### TO DO
From the entries below, copy every line where the string "height" appears.

┄┄┄┄┄┄

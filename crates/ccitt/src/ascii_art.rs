//! # Draw a bitmap as text
use std::{fmt, io, iter::Peekable};

use crate::{Bitmap, Color};

struct BorderDrawing {
    left: char,
    middle: char,
    right: char,
}

struct BoxDrawing {
    top: BorderDrawing,
    left: char,
    right: char,
    bottom: BorderDrawing,
    ink: char,
    no_ink: char,
}

const UNICODE: &BoxDrawing = &BoxDrawing {
    top: BorderDrawing {
        left: '╔',
        middle: '═',
        right: '╗',
    },
    left: '║',
    right: '║',
    bottom: BorderDrawing {
        left: '╚',
        middle: '═',
        right: '╝',
    },
    ink: '█',
    no_ink: ' ',
};

fn border<W: fmt::Write>(w: &mut W, b: &BorderDrawing, width: usize) -> fmt::Result {
    w.write_char(b.left)?;
    for _ in 0..width {
        w.write_char(b.middle)?;
    }
    w.write_char(b.right)?;
    w.write_char('\n')
}

/// Draw the bitmap using box-drawing characters
///
/// Black pixels are drawn as ink, unless `invert` is set.
pub fn ascii_art<W: fmt::Write>(w: &mut W, bitmap: &Bitmap, invert: bool) -> fmt::Result {
    let b = UNICODE;
    border(w, &b.top, bitmap.width())?;
    for y in 0..bitmap.height() {
        w.write_char(b.left)?;
        for x in 0..bitmap.width() {
            let ink = (bitmap.color(x, y) == Color::Black) ^ invert;
            w.write_char(if ink { b.ink } else { b.no_ink })?;
        }
        w.write_char(b.right)?;
        w.write_char('\n')?;
    }
    border(w, &b.bottom, bitmap.width())
}

/// Write a plain PBM (`P1`) file
///
/// ## Parameters
///
/// - `dbl` - write every line twice, because "Standard" fax is 200 dpi horizontal and 100 dpi vertical
pub fn write_pbm<W: io::Write>(writer: &mut W, bitmap: &Bitmap, dbl: bool) -> io::Result<()> {
    let count = if dbl { 2 } else { 1 };
    writeln!(writer, "P1 {} {}", bitmap.width(), bitmap.height() * count)?;
    for y in RepeatIter::new(0..bitmap.height(), count) {
        for x in 0..bitmap.width() {
            // PBM: 1 is black, 0 is white
            let v = u8::from(bitmap.color(x, y) == Color::Black);
            write!(writer, "{}", v)?;
        }
        writeln!(writer)?;
    }
    Ok(())
}

struct RepeatIter<I: Iterator> {
    inner: Peekable<I>,
    rem: usize,
    count: usize,
}

impl<I: Iterator> RepeatIter<I>
where
    I::Item: Copy,
{
    fn new(inner: I, count: usize) -> Self {
        debug_assert!(count > 0);
        Self {
            count,
            rem: count - 1,
            inner: inner.peekable(),
        }
    }
}

impl<T: Copy, I: Iterator<Item = T>> Iterator for RepeatIter<I> {
    type Item = T;

    fn next(&mut self) -> Option<Self::Item> {
        if self.rem == 0 {
            self.rem = self.count - 1;
            self.inner.next()
        } else {
            self.rem -= 1;
            self.inner.peek().copied()
        }
    }
}
//! # Bit Cursor and Writer

/// Number of bits that [`BitCursor::read`] can return at once
pub const MAX_READ: u8 = 20;

/// `LOW_MASK[n]` keeps the `n` least significant bits of a byte
const LOW_MASK: [u8; 9] = [0x00, 0x01, 0x03, 0x07, 0x0f, 0x1f, 0x3f, 0x7f, 0xff];
/// `HIGH_MASK[n]` keeps the `n` most significant bits of a byte
const HIGH_MASK: [u8; 9] = [0x00, 0x80, 0xc0, 0xe0, 0xf0, 0xf8, 0xfc, 0xfe, 0xff];

const fn reversal_table() -> [u8; 256] {
    let mut table = [0; 256];
    let mut i = 0;
    while i < 256 {
        table[i] = (i as u8).reverse_bits();
        i += 1;
    }
    table
}

/// `REVERSED[b]` is `b` with its bit order flipped
pub static REVERSED: [u8; 256] = reversal_table();

/// Order of writing/reading bits to/from a byte (see TIFF spec)
#[derive(Debug, Clone, Copy, PartialEq, Eq, Hash, Default)]
pub enum FillOrder {
    /// A byte is iterated from most- to least-significant bit
    #[default]
    MsbToLsb = 1,
    /// A byte is iterated from least- to most-significant bit
    LsbToMsb = 2,
}

impl FillOrder {
    /// Get the fill order for a `FillOrder` tag value
    pub fn from_tag(value: u16) -> Option<Self> {
        match value {
            1 => Some(Self::MsbToLsb),
            2 => Some(Self::LsbToMsb),
            _ => None,
        }
    }

    /// Bring a raw byte into most- to least-significant order
    fn normalize(self, byte: u8) -> u8 {
        match self {
            Self::MsbToLsb => byte,
            Self::LsbToMsb => REVERSED[byte as usize],
        }
    }
}

/// A read position with bit granularity in a byte slice
///
/// Reads past the end of the data yield zero bits, but still move the
/// cursor, so that [`BitCursor::position`] may exceed [`BitCursor::bit_len`].
#[derive(Debug, Clone)]
pub struct BitCursor<'a> {
    data: &'a [u8],
    fill_order: FillOrder,
    byte: usize,
    /// Always in `0..8`
    bit: u8,
}

impl<'a> BitCursor<'a> {
    /// Creates a new instance at the start of `data`
    pub fn new(data: &'a [u8]) -> Self {
        Self::with_fill_order(data, FillOrder::MsbToLsb)
    }

    /// Creates a new instance that reads bytes in the given order
    pub fn with_fill_order(data: &'a [u8], fill_order: FillOrder) -> Self {
        Self {
            data,
            fill_order,
            byte: 0,
            bit: 0,
        }
    }

    fn byte_at(&self, index: usize) -> u8 {
        self.data
            .get(index)
            .map_or(0, |b| self.fill_order.normalize(*b))
    }

    /// Read the next `n` bits, first bit in the most significant position
    ///
    /// `n` must be in `1..=20`.
    pub fn read(&mut self, n: u8) -> u32 {
        debug_assert!(n >= 1 && n <= MAX_READ);
        let left = 8 - self.bit;
        let first = self.byte_at(self.byte) & LOW_MASK[left as usize];
        if n < left {
            self.bit += n;
            return u32::from(first >> (left - n));
        }

        let mut value = u32::from(first);
        let mut todo = n - left;
        self.byte += 1;
        self.bit = 0;
        while todo >= 8 {
            value = value << 8 | u32::from(self.byte_at(self.byte));
            self.byte += 1;
            todo -= 8;
        }
        if todo > 0 {
            let last = self.byte_at(self.byte) & HIGH_MASK[todo as usize];
            value = value << todo | u32::from(last >> (8 - todo));
            self.bit = todo;
        }
        value
    }

    /// Read the next `n` bits without moving the cursor
    pub fn peek(&self, n: u8) -> u32 {
        self.clone().read(n)
    }

    /// Move back by `n` bits, stopping at the start of the data
    pub fn rewind(&mut self, n: usize) {
        self.seek(self.position().saturating_sub(n));
    }

    /// Move forward by `n` bits
    pub fn skip(&mut self, n: usize) {
        self.seek(self.position() + n);
    }

    fn seek(&mut self, pos: usize) {
        self.byte = pos / 8;
        self.bit = (pos % 8) as u8;
    }

    /// Move to the next byte boundary, if not already on one
    pub fn align(&mut self) {
        if self.bit != 0 {
            self.byte += 1;
            self.bit = 0;
        }
    }

    /// Whether the cursor is on a byte boundary
    pub fn is_aligned(&self) -> bool {
        self.bit == 0
    }

    /// The current offset in bits from the start of the data
    pub fn position(&self) -> usize {
        self.byte * 8 + self.bit as usize
    }

    /// The length of the data in bits
    pub fn bit_len(&self) -> usize {
        self.data.len() * 8
    }

    /// The number of bits left before the end of the data
    pub fn remaining(&self) -> usize {
        self.bit_len().saturating_sub(self.position())
    }

    /// Whether only zero bits are left
    pub fn is_exhausted(&self) -> bool {
        let Some(first) = self.data.get(self.byte) else {
            return true;
        };
        let first = self.fill_order.normalize(*first) & LOW_MASK[8 - self.bit as usize];
        first == 0 && self.data[self.byte + 1..].iter().all(|b| *b == 0)
    }
}

/// A bitwise writer
#[derive(Debug, Default)]
pub struct BitWriter {
    buffer: Vec<u8>,
    curr: u8,
    /// Number of bits in `curr`, always in `0..8`
    used: u8,
}

impl BitWriter {
    /// Creates a new instance
    pub fn new() -> Self {
        Self::default()
    }

    /// Creates a new instance with the given capacity of bits
    pub fn with_capacity(capacity: usize) -> Self {
        Self {
            buffer: Vec::with_capacity(capacity.div_ceil(8)),
            curr: 0,
            used: 0,
        }
    }

    /// Write a single bit
    pub fn write(&mut self, b: bool) {
        self.curr = self.curr << 1 | u8::from(b);
        self.used += 1;
        if self.used == 8 {
            self.buffer.push(self.curr);
            self.curr = 0;
            self.used = 0;
        }
    }

    /// Write the `off` low bits of `val`, most significant first
    pub fn write_bits(&mut self, val: usize, off: u8) {
        for i in (0..off).rev() {
            self.write(val >> i & 1 == 1);
        }
    }

    /// Write a code given as a string of `0` and `1`
    pub fn write_code(&mut self, code: &str) {
        for c in code.bytes() {
            self.write(c == b'1');
        }
    }

    /// The number of bits written so far
    pub fn bit_len(&self) -> usize {
        self.buffer.len() * 8 + self.used as usize
    }

    /// Pad with zeros up to the next byte boundary
    pub fn flush(&mut self) {
        if self.used > 0 {
            self.buffer.push(self.curr << (8 - self.used));
            self.curr = 0;
            self.used = 0;
        }
    }

    /// Flush and return the buffer
    pub fn done(mut self) -> Vec<u8> {
        self.flush();
        self.buffer
    }
}

#[cfg(test)]
mod tests {
    use super::{BitCursor, BitWriter, FillOrder, REVERSED};

    #[test]
    fn test_reversal_table() {
        assert_eq!(REVERSED[0b0000_0001], 0b1000_0000);
        assert_eq!(REVERSED[0b1100_1010], 0b0101_0011);
        assert_eq!(REVERSED[0xff], 0xff);
    }

    #[test]
    fn test_read_across_bytes() {
        let data = [0b1010_1100, 0b0011_1111, 0b0101_0000];
        let mut cursor = BitCursor::new(&data);
        assert_eq!(cursor.read(3), 0b101);
        assert_eq!(cursor.read(7), 0b0_1100_00);
        assert_eq!(cursor.position(), 10);
        assert_eq!(cursor.read(14), 0b11_1111_0101_0000);
        assert_eq!(cursor.position(), 24);
        assert!(cursor.is_aligned());
    }

    #[test]
    fn test_read_twenty_bits() {
        let data = [0xff, 0x00, 0xff, 0x00];
        let mut cursor = BitCursor::new(&data);
        cursor.skip(2);
        assert_eq!(cursor.read(20), 0b1111_1100_0000_0011_1111);
        assert_eq!(cursor.position(), 22);
    }

    #[test]
    fn test_read_past_end() {
        let data = [0b0000_0011];
        let mut cursor = BitCursor::new(&data);
        assert_eq!(cursor.read(4), 0);
        assert_eq!(cursor.read(12), 0b0011_0000_0000);
        assert_eq!(cursor.position(), 16);
        assert_eq!(cursor.remaining(), 0);
        assert_eq!(cursor.read(8), 0);
    }

    #[test]
    fn test_rewind_clamps_at_start() {
        let data = [0b1000_0000];
        let mut cursor = BitCursor::new(&data);
        cursor.read(3);
        cursor.rewind(10);
        assert_eq!(cursor.position(), 0);
        assert_eq!(cursor.read(1), 1);
    }

    #[test]
    fn test_peek_does_not_move() {
        let data = [0b0110_0000];
        let cursor = BitCursor::new(&data);
        assert_eq!(cursor.peek(3), 0b011);
        assert_eq!(cursor.position(), 0);
    }

    #[test]
    fn test_fill_order_lsb_to_msb() {
        let data = [0b0000_0110, 0b1000_0000];
        let mut cursor = BitCursor::with_fill_order(&data, FillOrder::LsbToMsb);
        assert_eq!(cursor.read(4), 0b0110);
        assert_eq!(cursor.read(8), 0b0000_0000);
        assert_eq!(cursor.read(4), 0b0001);
        assert_eq!(FillOrder::from_tag(2), Some(FillOrder::LsbToMsb));
        assert_eq!(FillOrder::from_tag(3), None);
    }

    #[test]
    fn test_exhausted() {
        let data = [0b0000_1000, 0, 0];
        let mut cursor = BitCursor::new(&data);
        assert!(!cursor.is_exhausted());
        cursor.read(4);
        assert!(!cursor.is_exhausted());
        cursor.read(1);
        assert!(cursor.is_exhausted());
        cursor.skip(100);
        assert!(cursor.is_exhausted());
    }

    #[test]
    fn test_align() {
        let data = [0xff, 0xff];
        let mut cursor = BitCursor::new(&data);
        cursor.align();
        assert_eq!(cursor.position(), 0);
        cursor.read(1);
        cursor.align();
        assert_eq!(cursor.position(), 8);
    }

    #[test]
    fn test_bit_writer_write_bits() {
        let mut bw = BitWriter::new();
        bw.write_bits(0b000011110000, 12);
        bw.write_bits(0b1010, 4);

        assert_eq!(&bw.buffer, &[0b00001111, 0b00001010]);

        bw.write_bits(0b111111, 6);
        assert_eq!(bw.curr, 0b111111);
        assert_eq!(bw.used, 6);
        assert_eq!(&bw.buffer, &[0b00001111, 0b00001010]);

        bw.write_bits(0b000000, 6);
        assert_eq!(bw.curr, 0b0000);
        assert_eq!(bw.used, 4);
        assert_eq!(&bw.buffer, &[0b00001111, 0b00001010, 0b11111100]);

        bw.write_bits(0b1111, 4);
        assert_eq!(
            &bw.buffer,
            &[0b00001111, 0b00001010, 0b11111100, 0b00001111]
        );
        assert_eq!(bw.curr, 0);
        assert_eq!(bw.used, 0);
    }

    #[test]
    fn test_bit_writer_write() {
        let mut bw = BitWriter::new();
        bw.write_code("10011010");
        assert_eq!(&bw.buffer, &[0b10011010]);

        bw.write_code("11110000");
        assert_eq!(&bw.buffer, &[0b10011010, 0b11110000]);

        bw.write(true);
        bw.write(false);
        bw.write(true);
        assert_eq!(bw.bit_len(), 19);
        bw.flush();

        assert_eq!(&bw.buffer, &[0b10011010, 0b11110000, 0b10100000]);

        bw.flush();

        assert_eq!(&bw.buffer, &[0b10011010, 0b11110000, 0b10100000]);
    }
}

┄┄┄┄┄┄

### ANSWER FOR THIS EXERCISE
    for y in 0..bitmap.height() {
    writeln!(writer, "P1 {} {}", bitmap.width(), bitmap.height() * count)?;
    for y in RepeatIter::new(0..bitmap.height(), count) {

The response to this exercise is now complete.